==== ENTRIES SHOWN

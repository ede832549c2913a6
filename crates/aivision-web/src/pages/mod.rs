//! Admin screens
//!
//! One module per managed resource plus the dashboard, login, and
//! not-found pages. Resource pages are thin adapters: the pagination,
//! debounce, and modal lifecycle all live in the shared controller.

pub mod camera_prompts;
pub mod cameras;
pub mod clients;
pub mod dashboard;
pub mod login;
pub mod not_found;
pub mod prompts;
pub mod subscriptions;
pub mod user_cameras;
pub mod users;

========

BRIEF:
Having read the entries, output all of them verbatim.

WRITTEN ANSWER:
repository ede832549c2913a6
filename crates/aivision-web/src/pages/mod.rs
//! Admin screens
//!
//! One module per managed resource plus the dashboard, login, and
//! not-found pages. Resource pages are thin adapters: the pagination,
//! debounce, and modal lifecycle all live in the shared controller.

pub mod camera_prompts;
pub mod cameras;
pub mod clients;
pub mod dashboard;
pub mod login;
pub mod not_found;
pub mod prompts;
pub mod subscriptions;
pub mod user_cameras;
pub mod users;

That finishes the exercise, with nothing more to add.